Esta es para mí la filosofía, toda la filosofía de la Historia. Vico estuvo a punto de ver la verdad, y si la hubiera visto, la hubiera expuesto mejor que yo; pero perdiendo muy pronto el surco luminoso, se vio rodeado de tinieblas; en la variedad infinita de los sucesos humanos creyó descubrir siempre un cierto y restringido número de formas políticas y sociales; para demostrar su error basta acudir a los Estados Unidos, que no se ajustan a ninguna de esas formas; si hubiera entrado más hondamente en los misterios católicos, hubiera visto que la verdad está en esa misma proposición vuelta al revés; la verdad está en la identidad substancial de los sucesos, velada y como escondida por la variedad infinita de las formas.
Siendo ésta mi creencia, dejo a la consideración de usted adivinar mi opinión sobre el resultado de la lucha que hoy está trabada en el mundo.
Y no se me diga que, si el vencimiento es seguro, la lucha es excusada; porque, en primer lugar, la lucha puede aplazar la catástrofe, y en segundo lugar, la lucha es un deber y no una especulación para los que nos preciamos de católicos.
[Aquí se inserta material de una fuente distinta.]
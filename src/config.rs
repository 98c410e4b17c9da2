//! Configuration loading and defaults.
//!
//! Configuration is resolved in order of precedence (highest wins):
//!
//! 1. **Environment variables** — `PANELBRIDGE_LISTEN`, `PANELBRIDGE_API_KEY`,
//!    and per panel `PANELBRIDGE_<ID>_USERNAME` / `PANELBRIDGE_<ID>_PASSWORD`
//!    (id upper-cased, `-` becomes `_`)
//! 2. **Config file** — path via `--config <path>`, or `panelbridge.toml` in CWD
//! 3. **Compiled defaults** — see each field's default value below
//!
//! The TOML file mirrors the struct hierarchy:
//!
//! ```toml
//! [server]
//! listen = "0.0.0.0:8080"
//! request_timeout_secs = 60
//! connect_timeout_secs = 10
//!
//! [auth]
//! api_key = "your-secret-key"   # omit to leave the data routes open
//!
//! [logging]
//! level = "info"
//!
//! [[panels]]
//! id = "d-group"
//! preset = "dgroup"
//! base_url = "http://panel.example.com"
//! # username / password usually come from the environment
//!
//! [[panels]]
//! id = "custom"
//! base_url = "http://other.example.com"
//! preset = "mait"
//! cooldown_secs = 120
//! [panels.sms]
//! path = "/ints/agent/res/data_smscdr.php"
//! window = "today"
//! s_echo = "1"
//! display_length = 100
//! sort_dir = "desc"
//! ```

use std::path::Path;

use serde::Deserialize;

use crate::normalize::{InventoryLayout, MessageLayout};
use crate::panel::profile::{QuerySpec, TokenConfig};

/// Top-level configuration, deserialized from TOML.
#[derive(Debug, Clone, Default, Deserialize)]
pub struct Config {
    #[serde(default)]
    pub server: ServerConfig,
    #[serde(default)]
    pub auth: AuthConfig,
    #[serde(default)]
    pub logging: LoggingConfig,
    /// One entry per external panel; each gets its own long-lived session.
    #[serde(default)]
    pub panels: Vec<PanelConfig>,
}

/// HTTP server and outbound request settings.
#[derive(Debug, Clone, Deserialize)]
pub struct ServerConfig {
    /// Socket address to bind (default `0.0.0.0:8080`).
    #[serde(default = "default_listen")]
    pub listen: String,
    /// Hard bound on every outbound panel request, in seconds (default 60).
    #[serde(default = "default_request_timeout_secs")]
    pub request_timeout_secs: u64,
    /// Bound on TCP/TLS connection setup, in seconds (default 10).
    #[serde(default = "default_connect_timeout_secs")]
    pub connect_timeout_secs: u64,
}

/// Authentication for the bridge's own data routes.
#[derive(Debug, Clone, Default, Deserialize)]
pub struct AuthConfig {
    /// Pre-shared key. Override with `PANELBRIDGE_API_KEY`. When unset, the
    /// data routes are unauthenticated and a warning is logged at startup.
    pub api_key: Option<String>,
}

/// Logging configuration.
#[derive(Debug, Clone, Deserialize)]
pub struct LoggingConfig {
    /// tracing filter level (default `info`). Overridden by `RUST_LOG` env var.
    #[serde(default = "default_log_level")]
    pub level: String,
}

/// One external panel.
///
/// `preset` fills in everything except `id`, `base_url` and the credentials;
/// any section given here replaces the preset's section wholesale.
#[derive(Debug, Clone, Default, Deserialize)]
pub struct PanelConfig {
    /// Route segment and log label, e.g. `d-group`.
    pub id: String,
    /// Scheme and host, e.g. `http://203.0.113.7`.
    pub base_url: String,
    /// Name of a built-in preset (see `panelbridge presets`).
    pub preset: Option<String>,
    #[serde(default)]
    pub username: String,
    #[serde(default)]
    pub password: String,
    pub login_path: Option<String>,
    pub signin_path: Option<String>,
    /// Page that embeds the session token once signed in.
    pub reports_path: Option<String>,
    pub reports_referer: Option<String>,
    pub user_agent: Option<String>,
    /// Send `Origin: <base_url>` on sign-in and queries.
    pub send_origin: Option<bool>,
    /// Extra headers sent on every request, as `[name, value]` pairs.
    pub headers: Option<Vec<(String, String)>>,
    pub token: Option<TokenConfig>,
    pub sms: Option<QuerySpec>,
    pub sms_layout: Option<MessageLayout>,
    pub numbers: Option<QuerySpec>,
    pub numbers_layout: Option<InventoryLayout>,
    /// Seconds to stay away after the panel blocks us (default 60).
    pub cooldown_secs: Option<u64>,
    /// Login-page substrings that mean "blocked" (default `["Forbidden"]`).
    pub block_markers: Option<Vec<String>>,
    /// Return undecodable query bodies verbatim instead of failing (default true).
    pub passthrough_undecodable: Option<bool>,
}

/// Errors raised while loading or resolving configuration.
#[derive(Debug)]
pub enum ConfigError {
    /// The config file could not be read.
    Read { path: String, source: std::io::Error },
    /// The config file is not valid TOML for [`Config`].
    Parse { path: String, message: String },
    /// A panel entry is incomplete or inconsistent.
    Panel { id: String, message: String },
    /// Two panel entries share an id.
    DuplicatePanel(String),
    /// The HTTP client for a panel could not be built.
    Transport(String),
}

impl ConfigError {
    pub(crate) fn panel(id: &str, message: impl Into<String>) -> Self {
        Self::Panel {
            id: id.to_string(),
            message: message.into(),
        }
    }
}

impl std::fmt::Display for ConfigError {
    fn fmt(&self, f: &mut std::fmt::Formatter<'_>) -> std::fmt::Result {
        match self {
            Self::Read { path, source } => write!(f, "failed to read config file {path}: {source}"),
            Self::Parse { path, message } => {
                write!(f, "failed to parse config file {path}: {message}")
            }
            Self::Panel { id, message } => write!(f, "panel {id:?}: {message}"),
            Self::DuplicatePanel(id) => write!(f, "panel id {id:?} is configured twice"),
            Self::Transport(e) => write!(f, "failed to build HTTP client: {e}"),
        }
    }
}

impl std::error::Error for ConfigError {
    fn source(&self) -> Option<&(dyn std::error::Error + 'static)> {
        match self {
            Self::Read { source, .. } => Some(source),
            _ => None,
        }
    }
}

fn default_listen() -> String {
    "0.0.0.0:8080".to_string()
}
fn default_request_timeout_secs() -> u64 {
    60
}
fn default_connect_timeout_secs() -> u64 {
    10
}
fn default_log_level() -> String {
    "info".to_string()
}

impl Default for ServerConfig {
    fn default() -> Self {
        Self {
            listen: default_listen(),
            request_timeout_secs: default_request_timeout_secs(),
            connect_timeout_secs: default_connect_timeout_secs(),
        }
    }
}

impl Default for LoggingConfig {
    fn default() -> Self {
        Self {
            level: default_log_level(),
        }
    }
}

/// Environment variable prefix for a panel id: `d-group` → `PANELBRIDGE_D_GROUP`.
pub fn env_prefix(panel_id: &str) -> String {
    let id: String = panel_id
        .chars()
        .map(|c| {
            if c.is_ascii_alphanumeric() {
                c.to_ascii_uppercase()
            } else {
                '_'
            }
        })
        .collect();
    format!("PANELBRIDGE_{id}")
}

impl Config {
    /// Load configuration with the precedence chain: env vars > file > defaults.
    ///
    /// If `path` is `Some`, that file must exist. Otherwise `panelbridge.toml`
    /// in the current directory is used when present.
    pub fn load(path: Option<&str>) -> Result<Self, ConfigError> {
        let path = path.or_else(|| Path::new("panelbridge.toml").exists().then_some("panelbridge.toml"));
        let mut config = match path {
            Some(p) => {
                let content = std::fs::read_to_string(p).map_err(|source| ConfigError::Read {
                    path: p.to_string(),
                    source,
                })?;
                Self::from_toml(&content).map_err(|e| match e {
                    ConfigError::Parse { message, .. } => ConfigError::Parse {
                        path: p.to_string(),
                        message,
                    },
                    other => other,
                })?
            }
            None => Self::default(),
        };
        config.apply_env(|name| std::env::var(name).ok());
        Ok(config)
    }

    /// Parse a TOML document without consulting the environment.
    pub fn from_toml(content: &str) -> Result<Self, ConfigError> {
        toml::from_str(content).map_err(|e| ConfigError::Parse {
            path: "<inline>".to_string(),
            message: e.to_string(),
        })
    }

    /// Apply environment overrides, reading variables through `lookup`.
    pub fn apply_env(&mut self, lookup: impl Fn(&str) -> Option<String>) {
        if let Some(listen) = lookup("PANELBRIDGE_LISTEN") {
            self.server.listen = listen;
        }
        if let Some(key) = lookup("PANELBRIDGE_API_KEY") {
            self.auth.api_key = Some(key);
        }
        for panel in &mut self.panels {
            let prefix = env_prefix(&panel.id);
            if let Some(user) = lookup(&format!("{prefix}_USERNAME")) {
                panel.username = user;
            }
            if let Some(pass) = lookup(&format!("{prefix}_PASSWORD")) {
                panel.password = pass;
            }
        }
    }
}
Demos gracias a Dios de habernos otorgado el combate, y no pidamos sobre la gracia del combate la gracia del triunfo a aquel que en su bondad infinita reserva a los que combaten bien por su causa una recompensa mayor que la victoria.
En cuanto a la manera de combatir, no encuentro más que una que pueda dar hoy día provechosos resultados: el combate por medio de la imprenta periódica. Hoy día es menester que la verdad dé en el tímpano del oído y que resuene en él monótona y perpetuamente, si sus ecos han de llegar hasta recóndito santuario en donde las almas yacen enervadas y dormidas. Los combates de tribuna sirven poco: los discursos, siendo frecuentes, no cautivan; siendo raros, no dejan huella en la memoria; los aplausos que arrancan no son triunfos, porque se dirigen al artista, no se dirigen al cristiano. Entre todos los periódicos que hoy ven la luz pública en Francia, L'Univers es el que me parece que ha ejercido, sobre todo en estos últimos tiempos, la influencia más saludable y provechosa.
En esta especie de confesión general que hago en presencia de usted debo declarar aquí ingenuamente que mis ideas políticas y religiosas de hoy no se parecen a mis ideas políticas y religiosas de otros tiempos. Mi conversión a los buenos principios se debe, en primer lugar, a la misericordia divina, y después, al estudio profundo de las revoluciones. Las revoluciones son los fanales de la Providencia y de la Historia; los que han tenido la fortuna o la desgracia de vivir y morir en tiempos sosegados y apacibles, puede decirse que han atravesado la vida, y que han llegado a la muerte, sin salir de la infancia.. Sólo los que, como nosotros, viven en medio de las tormentas, pueden vestirse la toga de la virilidad y decir de sí propios que son hombres.
Las revoluciones son, desde cierto aspecto y hasta cierto punto, buenas como las herejías, porque confirman en la fe y la esclarecen. Yo no había comprendido nunca la rebeldía gigantesca de Luzbel, hasta que he visto con mis propios ojos el orgullo insensato de Proudhon; la ceguera humana casi ha dejado de ser un misterio a vista de la ceguedad incurable y sobrenatural de las clases acomodadas. En cuanto al dogma de la perversión ingénita de la naturaleza humana y de su inclinación hacia el mal, ¿quién la pondrá hoy en duda si pone los ojos en las falanges socialistas?
Tiempo es ya de poner término a esta carta, que no exige contestación, no siendo, como es, sino el desahogo de un hombre ocioso, dirigido a un hombre ocupado. Cuando tenga el gusto de ver a usted, nos ocuparemos más detenidamente de estos grandes problemas; entonces tendré el placer de recoger de manos de usted la colección de sus elocuentísimos discursos, don precioso para quien, como yo, estima el noble carácter de usted y admira la elevación de su esclarecido ingenio.